Nous voici depuis quelques semaines dans une zone de turbulences ! La fondation de l'Institut du Bon Pasteur à Bordeaux et l'annonce d'un motu proprio ont ému nombre de fidèles et fait craindre aux pasteurs une remise en cause du dernier Concile.

Inutile de dire que ces événements habitaient les évêques à leur arrivée à Lourdes. Mais pourquoi se laisser prendre par la peur ? Ce motu proprio n'est pas encore écrit et il ne le sera pas sans le concours de cette commission Ecclesia Dei à laquelle participe le cardinal Ricard. L'objectif de Benoît XVI est d'essayer de trouver un moyen d'accueillir dans la communion de l'Eglise les disciples de Monseigneur Lefebvre et plus généralement de favoriser la vie ecclésiale entre les fidèles qui, tout en adhérant au concile Vatican II, manifestent des sensibilités diverses.
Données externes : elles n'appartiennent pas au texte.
use std::cmp::Ordering;
use std::collections::HashSet;

use crate::models::{
    label::LabelFacet,
    recipe::{Recipe, RecipeQuery, SortKey},
};

/// Apply every filter dimension of `query` to `recipes`.
///
/// Dimensions combine with AND; the free-text search matches title OR raw
/// ingredient text. The result holds each recipe id at most once, in input
/// order.
pub fn filter_recipes(recipes: Vec<Recipe>, query: &RecipeQuery) -> Vec<Recipe> {
    let needle = query.q.as_deref().map(str::to_lowercase);
    let mut seen = HashSet::new();

    recipes
        .into_iter()
        .filter(|r| match &needle {
            Some(n) => r.title.to_lowercase().contains(n) || r.ingredients.to_lowercase().contains(n),
            None => true,
        })
        .filter(|r| within(r.duration_minutes, query.max_duration))
        .filter(|r| within(r.working_minutes, query.max_working_duration))
        .filter(|r| {
            query.category_labels.is_empty()
                || r.has_label_in(&query.category_labels, LabelFacet::Category)
        })
        .filter(|r| {
            query.event_labels.is_empty() || r.has_label_in(&query.event_labels, LabelFacet::Event)
        })
        .filter(|r| seen.insert(r.id))
        .collect()
}

/// An unset minute field never satisfies a bound.
fn within(value: Option<i32>, bound: Option<i32>) -> bool {
    match (bound, value) {
        (None, _) => true,
        (Some(max), Some(v)) => v <= max,
        (Some(_), None) => false,
    }
}

/// Order `recipes` by `key`. Ties fall back to title and then id so the output
/// is deterministic for a given input.
///
/// - `Title`: case-sensitive ascending.
/// - `Duration`: ascending, unset durations last (PostgreSQL's ASC default).
/// - `Cooked`: ascending by `cooked_count`.
pub fn sort_recipes(recipes: &mut [Recipe], key: SortKey) {
    recipes.sort_by(|a, b| {
        let primary = match key {
            SortKey::Title => Ordering::Equal,
            SortKey::Duration => nulls_last(a.duration_minutes, b.duration_minutes),
            SortKey::Cooked => a.cooked_count.cmp(&b.cooked_count),
        };
        primary
            .then_with(|| a.title.cmp(&b.title))
            .then_with(|| a.id.cmp(&b.id))
    });
}

fn nulls_last(a: Option<i32>, b: Option<i32>) -> Ordering {
    match (a, b) {
        (Some(x), Some(y)) => x.cmp(&y),
        (Some(_), None) => Ordering::Less,
        (None, Some(_)) => Ordering::Greater,
        (None, None) => Ordering::Equal,
    }
}

/// Filter then sort, as the index view does.
pub fn browse(recipes: Vec<Recipe>, query: &RecipeQuery) -> Vec<Recipe> {
    let mut out = filter_recipes(recipes, query);
    sort_recipes(&mut out, query.sort);
    out
}

#[cfg(test)]
mod tests {
    use super::*;
    use crate::models::label::Label;
    use chrono::Utc;
    use proptest::prelude::*;

    fn label(id: i64, facet: LabelFacet) -> Label {
        Label { id, name: format!("label-{id}"), facet }
    }

    fn recipe(id: i64, title: &str) -> Recipe {
        Recipe {
            id,
            slug: title.to_lowercase().replace(' ', "-"),
            title: title.to_string(),
            servings: Some(2),
            duration_minutes: None,
            working_minutes: None,
            temperature_celsius: None,
            external_link: None,
            ingredients: String::new(),
            steps: String::new(),
            cooked_count: 0,
            labels: vec![],
            created_at: Utc::now(),
            updated_at: Utc::now(),
        }
    }

    fn ids(recipes: &[Recipe]) -> Vec<i64> {
        recipes.iter().map(|r| r.id).collect()
    }

    fn sample() -> Vec<Recipe> {
        let mut soup = recipe(1, "Pumpkin Soup");
        soup.duration_minutes = Some(40);
        soup.working_minutes = Some(15);
        soup.ingredients = "1 kg pumpkin\n1 l stock".into();
        soup.labels = vec![label(10, LabelFacet::Category), label(20, LabelFacet::Event)];

        let mut salad = recipe(2, "Green Salad");
        salad.duration_minutes = Some(10);
        salad.working_minutes = Some(10);
        salad.ingredients = "1 head lettuce\n2 tbsp Pumpkin seeds".into();
        salad.labels = vec![label(11, LabelFacet::Category)];

        let mut cake = recipe(3, "apple cake");
        cake.labels = vec![label(20, LabelFacet::Event)];
        cake.cooked_count = 4;

        vec![soup, salad, cake]
    }

    #[test]
    fn test_empty_query_keeps_sample() {
        let out = filter_recipes(sample(), &RecipeQuery::default());
        assert_eq!(ids(&out), vec![1, 2, 3]);
    }

    #[test]
    fn test_negative_bound_excludes_everything() {
        let query = RecipeQuery { max_duration: Some(-5), ..Default::default() };
        assert!(filter_recipes(sample(), &query).is_empty());
    }

    #[test]
    fn test_search_matches_title_or_ingredients_case_insensitive() {
        let query = RecipeQuery { q: Some("PUMPKIN".into()), ..Default::default() };
        assert_eq!(ids(&filter_recipes(sample(), &query)), vec![1, 2]);
    }

    #[test]
    fn test_search_keeps_surrounding_spaces() {
        let leading = RecipeQuery { q: Some(" soup".into()), ..Default::default() };
        assert_eq!(ids(&filter_recipes(sample(), &leading)), vec![1]);
        let trailing = RecipeQuery { q: Some("soup ".into()), ..Default::default() };
        assert!(filter_recipes(sample(), &trailing).is_empty());
    }

    #[test]
    fn test_max_duration_excludes_unset_duration() {
        let query = RecipeQuery { max_duration: Some(20), ..Default::default() };
        assert_eq!(ids(&filter_recipes(sample(), &query)), vec![2]);
    }

    #[test]
    fn test_max_working_duration_bound_is_inclusive() {
        let query = RecipeQuery { max_working_duration: Some(15), ..Default::default() };
        assert_eq!(ids(&filter_recipes(sample(), &query)), vec![1, 2]);
    }

    #[test]
    fn test_label_facets_combine_with_and() {
        let query = RecipeQuery {
            category_labels: vec![10, 11],
            event_labels: vec![20],
            ..Default::default()
        };
        assert_eq!(ids(&filter_recipes(sample(), &query)), vec![1]);
    }

    #[test]
    fn test_category_id_in_event_filter_never_matches() {
        let query = RecipeQuery { event_labels: vec![10, 11], ..Default::default() };
        assert!(filter_recipes(sample(), &query).is_empty());
    }

    #[test]
    fn test_duplicate_rows_collapse() {
        let mut input = sample();
        input.push(input[0].clone());
        let query = RecipeQuery { category_labels: vec![10], ..Default::default() };
        assert_eq!(ids(&filter_recipes(input, &query)), vec![1]);
    }

    #[test]
    fn test_sort_by_title_is_case_sensitive() {
        let mut out = sample();
        sort_recipes(&mut out, SortKey::Title);
        // Uppercase sorts before lowercase.
        assert_eq!(ids(&out), vec![2, 1, 3]);
    }

    #[test]
    fn test_sort_by_title_ties_are_deterministic() {
        let mut out = vec![recipe(7, "Stew"), recipe(5, "Stew"), recipe(6, "Stew")];
        sort_recipes(&mut out, SortKey::Title);
        assert_eq!(ids(&out), vec![5, 6, 7]);
    }

    #[test]
    fn test_sort_by_duration_puts_unset_last() {
        let mut out = sample();
        sort_recipes(&mut out, SortKey::Duration);
        assert_eq!(ids(&out), vec![2, 1, 3]);
    }

    #[test]
    fn test_sort_by_cooked_is_ascending() {
        let mut input = sample();
        input[0].cooked_count = 2;
        input[1].cooked_count = 9;
        let query = RecipeQuery { sort: SortKey::Cooked, ..Default::default() };
        assert_eq!(ids(&browse(input, &query)), vec![1, 3, 2]);
    }

    /// Label ids 1..=5 are categories, 6..=10 are events.
    fn facet_of(id: i64) -> LabelFacet {
        if id <= 5 {
            LabelFacet::Category
        } else {
            LabelFacet::Event
        }
    }

    fn any_catalog() -> impl Strategy<Value = Vec<Recipe>> {
        let fields = (
            "[A-Za-z ]{1,12}",
            proptest::option::of(0..240i32),
            proptest::option::of(0..120i32),
            prop::collection::btree_set(1..=10i64, 0..4),
            0..20i32,
        );
        prop::collection::vec(fields, 0..16).prop_map(|rows| {
            rows.into_iter()
                .enumerate()
                .map(|(i, (title, duration, working, label_ids, cooked))| {
                    let mut r = recipe(i as i64 + 1, &title);
                    r.duration_minutes = duration;
                    r.working_minutes = working;
                    r.cooked_count = cooked;
                    r.labels = label_ids.into_iter().map(|id| label(id, facet_of(id))).collect();
                    r
                })
                .collect()
        })
    }

    proptest! {
        #[test]
        fn prop_empty_query_is_identity(catalog in any_catalog()) {
            let out = filter_recipes(catalog.clone(), &RecipeQuery::default());
            prop_assert_eq!(ids(&out), ids(&catalog));
        }

        #[test]
        fn prop_category_ids_never_match_event_filter(
            catalog in any_catalog(),
            wanted in prop::collection::vec(1..=5i64, 1..4),
        ) {
            let query = RecipeQuery { event_labels: wanted, ..Default::default() };
            prop_assert!(filter_recipes(catalog, &query).is_empty());
        }

        #[test]
        fn prop_filtered_recipes_satisfy_every_dimension(
            catalog in any_catalog(),
            max_duration in proptest::option::of(0..240i32),
            categories in prop::collection::vec(1..=5i64, 0..3),
            events in prop::collection::vec(6..=10i64, 0..3),
        ) {
            let query = RecipeQuery {
                max_duration,
                category_labels: categories.clone(),
                event_labels: events.clone(),
                ..Default::default()
            };
            let out = filter_recipes(catalog.clone(), &query);
            for r in &out {
                if let Some(max) = max_duration {
                    prop_assert!(matches!(r.duration_minutes, Some(d) if d <= max));
                }
                prop_assert!(categories.is_empty() || r.labels.iter().any(|l| categories.contains(&l.id)));
                prop_assert!(events.is_empty() || r.labels.iter().any(|l| events.contains(&l.id)));
            }
            let kept: HashSet<i64> = out.iter().map(|r| r.id).collect();
            prop_assert_eq!(kept.len(), out.len());
        }

        #[test]
        fn prop_sort_is_ordered_permutation(catalog in any_catalog(), key in prop_oneof![
            Just(SortKey::Title),
            Just(SortKey::Duration),
            Just(SortKey::Cooked),
        ]) {
            let mut out = catalog.clone();
            sort_recipes(&mut out, key);
            let mut before = ids(&catalog);
            let mut after = ids(&out);
            before.sort();
            after.sort();
            prop_assert_eq!(before, after);
            for pair in out.windows(2) {
                let in_order = match key {
                    SortKey::Title => pair[0].title <= pair[1].title,
                    SortKey::Duration => {
                        nulls_last(pair[0].duration_minutes, pair[1].duration_minutes) != Ordering::Greater
                    }
                    SortKey::Cooked => pair[0].cooked_count <= pair[1].cooked_count,
                };
                prop_assert!(in_order);
            }
        }
    }
}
Comment ne serions-nous pas en accord avec un tel objectif ?


Monseigneur, nous vous remercions pour ces paroles de paix et de charité qui démontrent que vous n'adhérez pas à l'exclusion dont nous sommes victimes dans le diocèse.
Si nous osions, nous vous supplierions de convaincre Monseigneur JORDAN d'accuillir enfin tous ses enfants.